Attention Recalibration

Workshop & creative mapping
Jan 2021 | Rovereto (IT)



This project was realized by Kim Kaborda and I during a Design Residency with Brave New Alps (BNA) in Winter 2020/21. Kim and I met in Rovereto as residents. The residency is part of BNAs project La Foresta - Accademia di communità, an open network of associations, informal groups and citizens, whose goals are open-access community spaces, collective experimentation and participatory learning(1) in the rural area of Rovereto and Vallagarina. They want to activate the area and its citizens to partake in designing a community economy that is accessible to everyone, sustainable and responsible.

During the residency, our initial plan was to design a workshop program, tailored to the area, we were currently living in to explore, learn and get to know this territory(2) and our place within it with different local groups. However, due to the nationwide lockdown in Italy, we had to restructure the project. This involuntary step into the non-personal sphere turned out to bring the opportunity to think bigger. Initially, we had a very local, taylored approach. We found a way to build workshops that worked on a global scale but allowed the participants to discover their own region.

For the project “Attention Recalibration” we designed several workshop scenarios to train the senses with the help of aesthetic research methods(3) and the more-than-human-societies surrounding us. They will be published to serve as a starting point for self-organized collaborative work and learning.
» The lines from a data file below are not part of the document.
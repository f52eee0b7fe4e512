//! TOML configuration file schema and parsing.
//!
//! Example config file:
//!
//! ```toml
//! [server]
//! listen = "0.0.0.0:8080"
//! log_format = "json"
//!
//! [poller]
//! interval_ms = 60000
//!
//! [twitch]
//! client_id = "abc"
//! client_secret = "..."
//! streamers = ["foo", "bar"]
//!
//! [kick]
//! client_id = "def"
//! client_secret = "..."
//! streamers = ["baz"]
//!
//! [[telegram]]
//! token = "123:abc"
//! chat_id = "-1001234"
//!
//! [[discord]]
//! url = "https://discord.com/api/webhooks/1/t"
//! ```
//!
//! Secrets may be left out of the file and provided via the environment:
//! `TWITCH_CLIENT_ID`, `TWITCH_CLIENT_SECRET`, `KICK_CLIENT_ID`,
//! `KICK_CLIENT_SECRET` and `TELEGRAM_TOKEN` override the file values.

use std::net::SocketAddr;
use std::path::Path;

use serde::Deserialize;

use live_core::PollerConfig;

#[derive(Debug, Clone, Deserialize, Default)]
pub struct AppConfig {
    #[serde(default)]
    pub server: ServerConfig,

    #[serde(default)]
    pub poller: PollerSection,

    #[serde(default)]
    pub template: TemplateSection,

    #[serde(default)]
    pub twitch: Option<PlatformSection>,

    #[serde(default)]
    pub kick: Option<PlatformSection>,

    #[serde(default)]
    pub telegram: Vec<TelegramSection>,

    #[serde(default)]
    pub discord: Vec<DiscordSection>,
}

#[derive(Debug, Clone, Deserialize)]
pub struct ServerConfig {
    #[serde(default = "default_enabled")]
    pub enabled: bool,

    #[serde(default = "default_listen")]
    pub listen: SocketAddr,

    #[serde(default = "default_log_format")]
    pub log_format: String,
}

impl Default for ServerConfig {
    fn default() -> Self {
        Self {
            enabled: default_enabled(),
            listen: default_listen(),
            log_format: default_log_format(),
        }
    }
}

fn default_enabled() -> bool {
    true
}

fn default_listen() -> SocketAddr {
    "0.0.0.0:8080".parse().unwrap()
}

fn default_log_format() -> String {
    "pretty".into()
}

#[derive(Debug, Clone, Deserialize)]
pub struct PollerSection {
    #[serde(default = "default_interval_ms")]
    pub interval_ms: u64,

    #[serde(default = "default_request_timeout_ms")]
    pub request_timeout_ms: u64,

    #[serde(default = "default_token_retries")]
    pub token_retries: u32,

    #[serde(default = "default_token_retry_backoff_ms")]
    pub token_retry_backoff_ms: u64,

    #[serde(default)]
    pub max_concurrent_fetches: Option<usize>,
}

impl Default for PollerSection {
    fn default() -> Self {
        Self {
            interval_ms: default_interval_ms(),
            request_timeout_ms: default_request_timeout_ms(),
            token_retries: default_token_retries(),
            token_retry_backoff_ms: default_token_retry_backoff_ms(),
            max_concurrent_fetches: None,
        }
    }
}

fn default_interval_ms() -> u64 {
    60_000
}

fn default_request_timeout_ms() -> u64 {
    10_000
}

fn default_token_retries() -> u32 {
    3
}

fn default_token_retry_backoff_ms() -> u64 {
    2_000
}

impl PollerSection {
    pub fn to_poller_config(&self) -> PollerConfig {
        let mut c = PollerConfig::default()
            .with_poll_interval(self.interval_ms)
            .with_request_timeout(self.request_timeout_ms)
            .with_token_retries(self.token_retries)
            .with_token_retry_backoff(self.token_retry_backoff_ms);
        if let Some(max) = self.max_concurrent_fetches {
            c = c.with_max_concurrent_fetches(max);
        }
        c
    }
}

#[derive(Debug, Clone, Deserialize, Default)]
pub struct TemplateSection {
    /// Message template for went-live notifications. Empty means the
    /// built-in default.
    #[serde(default)]
    pub message: Option<String>,
}

#[derive(Debug, Clone, Deserialize)]
pub struct PlatformSection {
    #[serde(default = "default_enabled")]
    pub enabled: bool,

    #[serde(default)]
    pub client_id: String,

    #[serde(default)]
    pub client_secret: String,

    #[serde(default)]
    pub streamers: Vec<String>,
}

#[derive(Debug, Clone, Deserialize)]
pub struct TelegramSection {
    #[serde(default)]
    pub token: String,

    pub chat_id: String,

    #[serde(default)]
    pub disable_web_page_preview: bool,
}

#[derive(Debug, Clone, Deserialize)]
pub struct DiscordSection {
    pub url: String,
}

impl AppConfig {
    pub fn load(path: &Path) -> Result<Self, String> {
        let content = std::fs::read_to_string(path)
            .map_err(|e| format!("Failed to read config file {}: {}", path.display(), e))?;

        let mut config: AppConfig = toml::from_str(&content)
            .map_err(|e| format!("Failed to parse config file {}: {}", path.display(), e))?;

        config.apply_env_overrides();
        config.validate()?;
        Ok(config)
    }

    /// Environment variables take precedence over file values, so secrets
    /// never have to live on disk.
    pub fn apply_env_overrides(&mut self) {
        if let Some(ref mut twitch) = self.twitch {
            if let Ok(v) = std::env::var("TWITCH_CLIENT_ID") {
                twitch.client_id = v;
            }
            if let Ok(v) = std::env::var("TWITCH_CLIENT_SECRET") {
                twitch.client_secret = v;
            }
        }
        if let Some(ref mut kick) = self.kick {
            if let Ok(v) = std::env::var("KICK_CLIENT_ID") {
                kick.client_id = v;
            }
            if let Ok(v) = std::env::var("KICK_CLIENT_SECRET") {
                kick.client_secret = v;
            }
        }
        if let Ok(v) = std::env::var("TELEGRAM_TOKEN") {
            for telegram in &mut self.telegram {
                telegram.token = v.clone();
            }
        }
    }

    pub fn validate(&self) -> Result<(), String> {
        let enabled_platforms = [("twitch", &self.twitch), ("kick", &self.kick)]
            .into_iter()
            .filter(|(_, s)| s.as_ref().is_some_and(|s| s.enabled))
            .count();
        if enabled_platforms == 0 {
            return Err("No platform enabled: configure [twitch] and/or [kick]".into());
        }

        for (name, section) in [("twitch", &self.twitch), ("kick", &self.kick)] {
            let Some(section) = section else { continue };
            if !section.enabled {
                continue;
            }
            if section.client_id.is_empty() || section.client_secret.is_empty() {
                return Err(format!(
                    "Platform '{}' is enabled but has no client credentials",
                    name
                ));
            }
            if section.streamers.is_empty() {
                return Err(format!("Platform '{}' has no streamers configured", name));
            }
            let mut seen = std::collections::HashSet::new();
            for streamer in &section.streamers {
                if streamer.is_empty() {
                    return Err(format!("Platform '{}' has an empty streamer name", name));
                }
                if !seen.insert(streamer.to_ascii_lowercase()) {
                    return Err(format!(
                        "Duplicate streamer '{}' for platform '{}'",
                        streamer, name
                    ));
                }
            }
        }

        for (i, telegram) in self.telegram.iter().enumerate() {
            if telegram.token.is_empty() {
                return Err(format!("Telegram destination at index {} has no token", i));
            }
            if telegram.chat_id.is_empty() {
                return Err(format!("Telegram destination at index {} has no chat_id", i));
            }
        }

        for (i, discord) in self.discord.iter().enumerate() {
            let parsed = url::Url::parse(&discord.url)
                .map_err(|e| format!("Invalid Discord webhook URL at index {}: {}", i, e))?;
            if parsed.scheme() != "http" && parsed.scheme() != "https" {
                return Err(format!(
                    "Discord webhook URL must use http or https at index {}",
                    i
                ));
            }
        }

        match self.server.log_format.as_str() {
            "pretty" | "json" => {}
            other => {
                return Err(format!(
                    "Invalid log_format '{}': must be 'pretty' or 'json'",
                    other
                ));
            }
        }

        Ok(())
    }
}

#[cfg(test)]
mod tests {
    use super::*;

    #[test]
    fn parse_minimal_config() {
        let toml = r#"
[twitch]
client_id = "id"
client_secret = "secret"
streamers = ["foo"]
"#;
        let config: AppConfig = toml::from_str(toml).unwrap();
        config.validate().unwrap();
        assert_eq!(config.poller.interval_ms, 60_000);
        assert_eq!(config.server.log_format, "pretty");
        assert!(config.server.enabled);
        assert!(config.kick.is_none());
        assert!(config.telegram.is_empty());
    }

    #[test]
    fn parse_full_config() {
        let toml = r#"
[server]
listen = "127.0.0.1:9090"
log_format = "json"

[poller]
interval_ms = 30000
token_retries = 5

[template]
message = "{user_name} is live"

[twitch]
client_id = "tid"
client_secret = "tsecret"
streamers = ["foo", "bar"]

[kick]
enabled = false
client_id = "kid"
client_secret = "ksecret"
streamers = ["baz"]

[[telegram]]
token = "123:abc"
chat_id = "-100"
disable_web_page_preview = true

[[discord]]
url = "https://discord.com/api/webhooks/1/t"
"#;
        let config: AppConfig = toml::from_str(toml).unwrap();
        config.validate().unwrap();

        assert_eq!(config.server.listen.port(), 9090);
        assert_eq!(config.poller.interval_ms, 30_000);
        assert_eq!(config.poller.token_retries, 5);
        assert_eq!(config.template.message.as_deref(), Some("{user_name} is live"));
        assert!(!config.kick.as_ref().unwrap().enabled);
        assert!(config.telegram[0].disable_web_page_preview);

        let poller = config.poller.to_poller_config();
        assert_eq!(poller.poll_interval.as_millis(), 30_000);
        assert_eq!(poller.token_retries, 5);
    }

    #[test]
    fn validate_rejects_no_enabled_platform() {
        let toml = r#"
[kick]
enabled = false
client_id = "id"
client_secret = "secret"
streamers = ["baz"]
"#;
        let config: AppConfig = toml::from_str(toml).unwrap();
        let err = config.validate().unwrap_err();
        assert!(err.contains("No platform enabled"), "{}", err);
    }

    #[test]
    fn validate_rejects_missing_credentials() {
        let toml = r#"
[twitch]
streamers = ["foo"]
"#;
        let config: AppConfig = toml::from_str(toml).unwrap();
        let err = config.validate().unwrap_err();
        assert!(err.contains("no client credentials"), "{}", err);
    }

    #[test]
    fn validate_rejects_duplicate_streamers() {
        let toml = r#"
[twitch]
client_id = "id"
client_secret = "secret"
streamers = ["foo", "Foo"]
"#;
        let config: AppConfig = toml::from_str(toml).unwrap();
        let err = config.validate().unwrap_err();
        assert!(err.contains("Duplicate streamer"), "{}", err);
    }

    #[test]
    fn validate_rejects_empty_streamer_list() {
        let toml = r#"
[twitch]
client_id = "id"
client_secret = "secret"
streamers = []
"#;
        let config: AppConfig = toml::from_str(toml).unwrap();
        let err = config.validate().unwrap_err();
        assert!(err.contains("no streamers"), "{}", err);
    }

    #[test]
    fn validate_rejects_invalid_discord_url() {
        let toml = r#"
[twitch]
client_id = "id"
client_secret = "secret"
streamers = ["foo"]

[[discord]]
url = "not-a-url"
"#;
        let config: AppConfig = toml::from_str(toml).unwrap();
        let err = config.validate().unwrap_err();
        assert!(err.contains("Invalid Discord webhook URL"), "{}", err);
    }

    #[test]
    fn validate_rejects_telegram_without_token() {
        let toml = r#"
[twitch]
client_id = "id"
client_secret = "secret"
streamers = ["foo"]

[[telegram]]
chat_id = "-100"
"#;
        let config: AppConfig = toml::from_str(toml).unwrap();
        let err = config.validate().unwrap_err();
        assert!(err.contains("has no token"), "{}", err);
    }

    #[test]
    fn validate_rejects_invalid_log_format() {
        let toml = r#"
[server]
log_format = "xml"

[twitch]
client_id = "id"
client_secret = "secret"
streamers = ["foo"]
"#;
        let config: AppConfig = toml::from_str(toml).unwrap();
        let err = config.validate().unwrap_err();
        assert!(err.contains("Invalid log_format"), "{}", err);
    }
}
Each workshop focuses on a specific way to observe unknown or familiar terrain or even the unknown within familiar terrain. Through different techniques of observation, regional distinctions are embraced and embodied. The workshops help the participants to reclaim the public space for imagination and collective learning. Each exercise is followed by joint discussions that transfer the generated situated knowledge into the group. Participants will share their findings and impressions and reflect on their approach together. Groups can then collect their work in a zine together to remember their experience by and to share it with others.

Although the contents of the workshops do not build on each other, we classified them into five didactically sequential modes of exploration.

  • Stimulation: getting comfortable in and with your environment
  • Notice: focusing on particular elements in your environment by translating subjective impressions
  • Collect: focusing on particular elements in your environment and work with them hands-on
  • Analyze: reflecting on signals and traces
  • Interpret: depicting options for more-than-human-collaboration

  • The workshops propose to counteract the current flow of excessive information and alienation from our surroundings by reconnecting with our direct environment to foster both individual and collective agency. We want to learn collectively how to recalibrate our perceptual apparatus to focus on the here and now, and to recontextualize our actions and emotions within our lived environment.